Using a pain diary reveals that both sensation and emotional reaction vary. Sources of variation include shifting attention, mood, fatigue, muscle tension and other factors. A person can use knowledge of these sources to reduce the experience of pain.

For example, distracting yourself from pain by immersing yourself in activity reduces suffering. Similarly, doing things to improve mood will reduce suffering, as will reducing muscle tension.
 

Pain and Stress


The book also describes how to break the links between pain, stress and other symptoms. Caudill writes that when a person is perpetually stressed, as is the case with chronic pain, the body cannot establish balance or homeostasis. Lack of balance contributes to symptoms such as sleep problems, fatigue, headaches, poor concentration, muscle tension, anxiety and depression.


In addition to the burden pain places on the body, if a person lacks confidence about their ability to cope with pain, their experience of pain is increased. Caudill writes, "If you feel overwhelmed as a result of your pain and do not take time to balance the stress effects of pain, you will most likely begin to experience other stress-related symptoms."

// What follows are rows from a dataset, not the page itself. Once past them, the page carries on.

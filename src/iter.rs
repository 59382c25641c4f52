//! Reader: bounded in-order iteration (section 4.8).
//!
//! Unlike every other read operation this one takes the write mutex: the
//! callback may perform secondary operations against other shared state
//! that assume a stable view, so this is a deliberate policy choice, not
//! an oversight to "optimize" into a lock-free walk (section 9).

use crate::alloc::Allocator;
use crate::map::Map;
use crate::node::{decode, path_mask, Slot, SLNODES};
use crate::sync::ORD_RLX;

impl<A: Allocator> Map<A> {
    /// Visit every leaf with `min <= key <= max` in ascending key order,
    /// calling `callback(key, value)` for each. If `callback` returns
    /// `true`, iteration stops immediately.
    pub fn iterate(&self, min: u64, max: u64, mut callback: impl FnMut(u64, usize) -> bool) {
        let _guard = self.write_lock.lock();
        let root = self.root.load(ORD_RLX);
        if root != 0 {
            iter_word(root, min, max, &mut callback);
        }
    }
}

/// Returns `true` if the walk should stop — either because the callback
/// asked to, or because this subtree's `path` already exceeds `max`, which
/// (given the tree is visited in strictly ascending key order) means every
/// leaf from here to the end of the whole traversal is also out of range.
/// Propagating that as a full stop rather than merely skipping this
/// subtree is intentional and relies on that global ordering guarantee.
fn iter_word(word: usize, min: u64, max: u64, callback: &mut impl FnMut(u64, usize) -> bool) -> bool {
    match decode(word) {
        Slot::Null => false,
        Slot::Leaf(k) => {
            let key = unsafe { (*k).key.load(ORD_RLX) };
            if key >= min && key <= max {
                let value = unsafe { (*k).value.load(ORD_RLX) };
                callback(key, value)
            } else {
                false
            }
        }
        Slot::Inner(n) => {
            let path = unsafe { (*n).path.load(ORD_RLX) };
            let shift = unsafe { (*n).shift };
            if path > max {
                return true;
            }
            if (path | path_mask(shift)) < min {
                return false;
            }
            for i in 0..SLNODES {
                let child = unsafe { (*n).children[i].load(ORD_RLX) };
                if child != 0 && iter_word(child, min, max, callback) {
                    return true;
                }
            }
            false
        }
    }
}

Relaxation techniques offer a powerful antidote to the effects of stress. The book gives step-by-step instructions for the Relaxation Response and other relaxation techniques. Caudill recommends people use a relaxation procedure once or twice a day for total of 20 minutes.
 

Self-Talk: How Thoughts Influence Pain


Another section of the book explores how our thinking affects our experience of pain. Thoughts like "What happens to me is determined by chance" or "Whatever happens to me is out of my control," are associated with disability and lack of control.

Caudill writes, "A self-defeated, hopeless frame of mind will most likely contribute to the interpretation of pain signals in a negative way, increasing distress and despair." In contrast, gaining information about pain and learning new skills are associated with regaining control.


One skill is to change your thoughts about yourself or self-talk. Some types of self-talk are associated with disability and ineffective coping. Two examples are overgenerlizing ("Because of my pain, I'll never be able to enjoy anything anymore") and all-or-nothing thinking ("If I can't play baseball, I can't do any sports").

In addition to describing many types of overly-pessimitic self-talk, the book also describes techniques for changing self-talk to make it more realistic and helpful. 

 

Adjustments to Reduce Pain


You can reduce pain by changing how you do things. The book offers many strategies grouped into the categories of pacing, adapting and delegating. (The book offers a form to help you decide which of the three approaches to use for any particular problem.)


Pacing involves taking breaks from activity before getting to the point of exhaustion. To use pacing, begin by noting what positions (e.g. sitting or standing) or activities (vacuuming, combing hair) increase pain and how long it takes to increase pain two points on a scale of 1 to 10 (for example, from 5 to 7). Then break up the activity into sections, each lasting slightly less than the time it takes to intensify pain.


Adapting an activity means to change how you do something so that it can be done more easily. For example, you might sit down to shower, rearrange items in the kitchen to make them easier to grab or lie down to when calling a friend.


Delegating means finding someone else to do a task. For example, you might reassign some household chores such as cleaning, laundry and grocery shopping.
 

In Conclusion


Margaret Caudill has created a program that can be helpful to many people with pain conditions, including fibromyalgia. Her approach focuses on improving people's sense of control or self-efficacy, the foundation of our program as well.

One participant gave a good summary of the benefits of the program when she said, "I know I'm going to have a good day because I know how to make it a good day."